Entries shown Start Marker

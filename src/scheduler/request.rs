//! Scheduling request: everything one weekly run needs.

use chrono::NaiveDate;
use serde::{Deserialize, Serialize};

use crate::config::SchedulerConfig;
use crate::domain::{CalculationMethod, Location};
use crate::models::{ActivityDescriptor, Student, TuitionDescriptor, WeeklyBusyTable};
use crate::roster::Roster;

/// A generic activity to place, with the periods it must avoid.
#[derive(Debug, Clone, Serialize, Deserialize)]
pub struct ActivityRequest {
    pub descriptor: ActivityDescriptor,
    /// Periods when the activity cannot start.
    #[serde(default)]
    pub busy: WeeklyBusyTable,
    /// Prayers may nest inside the activity.
    #[serde(default)]
    pub interruptible: bool,
    /// How many times per week the activity happens.
    #[serde(default = "once")]
    pub occurrences: u32,
}

fn once() -> u32 {
    1
}

impl ActivityRequest {
    pub fn new(descriptor: ActivityDescriptor) -> Self {
        Self {
            descriptor,
            busy: WeeklyBusyTable::new(),
            interruptible: false,
            occurrences: 1,
        }
    }

    pub fn with_busy(mut self, busy: WeeklyBusyTable) -> Self {
        self.busy = busy;
        self
    }

    /// Allows prayers to nest inside this activity.
    pub fn interruptible(mut self) -> Self {
        self.interruptible = true;
        self
    }

    pub fn with_occurrences(mut self, occurrences: u32) -> Self {
        self.occurrences = occurrences;
        self
    }
}

/// Where and how prayer times are resolved.
#[derive(Debug, Clone, Copy, PartialEq, Serialize, Deserialize)]
pub struct PrayerSettings {
    pub location: Location,
    #[serde(default)]
    pub method: CalculationMethod,
}

/// Input container for one weekly scheduling run.
///
/// Tuitions reference students by id; every referenced id must appear in
/// `students`. Prayers are scheduled only when `prayer` is set.
#[derive(Debug, Clone, Serialize, Deserialize)]
pub struct ScheduleRequest {
    /// Saturday that begins the week.
    pub week_start: NaiveDate,
    #[serde(default)]
    pub students: Vec<Student>,
    /// One entry per lesson occurrence.
    #[serde(default)]
    pub tuitions: Vec<TuitionDescriptor>,
    #[serde(default)]
    pub activities: Vec<ActivityRequest>,
    #[serde(default)]
    pub prayer: Option<PrayerSettings>,
    #[serde(default)]
    pub config: SchedulerConfig,
}

impl ScheduleRequest {
    /// Creates an empty request for the week beginning on `week_start`.
    pub fn new(week_start: NaiveDate) -> Self {
        Self {
            week_start,
            students: Vec::new(),
            tuitions: Vec::new(),
            activities: Vec::new(),
            prayer: None,
            config: SchedulerConfig::default(),
        }
    }

    pub fn with_student(mut self, student: Student) -> Self {
        self.students.push(student);
        self
    }

    pub fn with_tuition(mut self, tuition: TuitionDescriptor) -> Self {
        self.tuitions.push(tuition);
        self
    }

    /// Adds every student and lesson of an imported roster.
    pub fn with_roster(mut self, roster: Roster) -> Self {
        self.students.extend(roster.students);
        self.tuitions.extend(roster.tuitions);
        self
    }

    pub fn with_activity(mut self, activity: ActivityRequest) -> Self {
        self.activities.push(activity);
        self
    }

    /// Schedules the week's prayers for `location`.
    pub fn with_prayers(mut self, location: Location, method: CalculationMethod) -> Self {
        self.prayer = Some(PrayerSettings { location, method });
        self
    }

    pub fn with_config(mut self, config: SchedulerConfig) -> Self {
        self.config = config;
        self
    }

    /// Looks up a student by id.
    pub fn student(&self, id: &str) -> Option<&Student> {
        self.students.iter().find(|s| s.id == id)
    }
}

Entries shown End Marker

Task brief
Work out how many lines above include the string "must", then give that number alone.

Reply to the task
2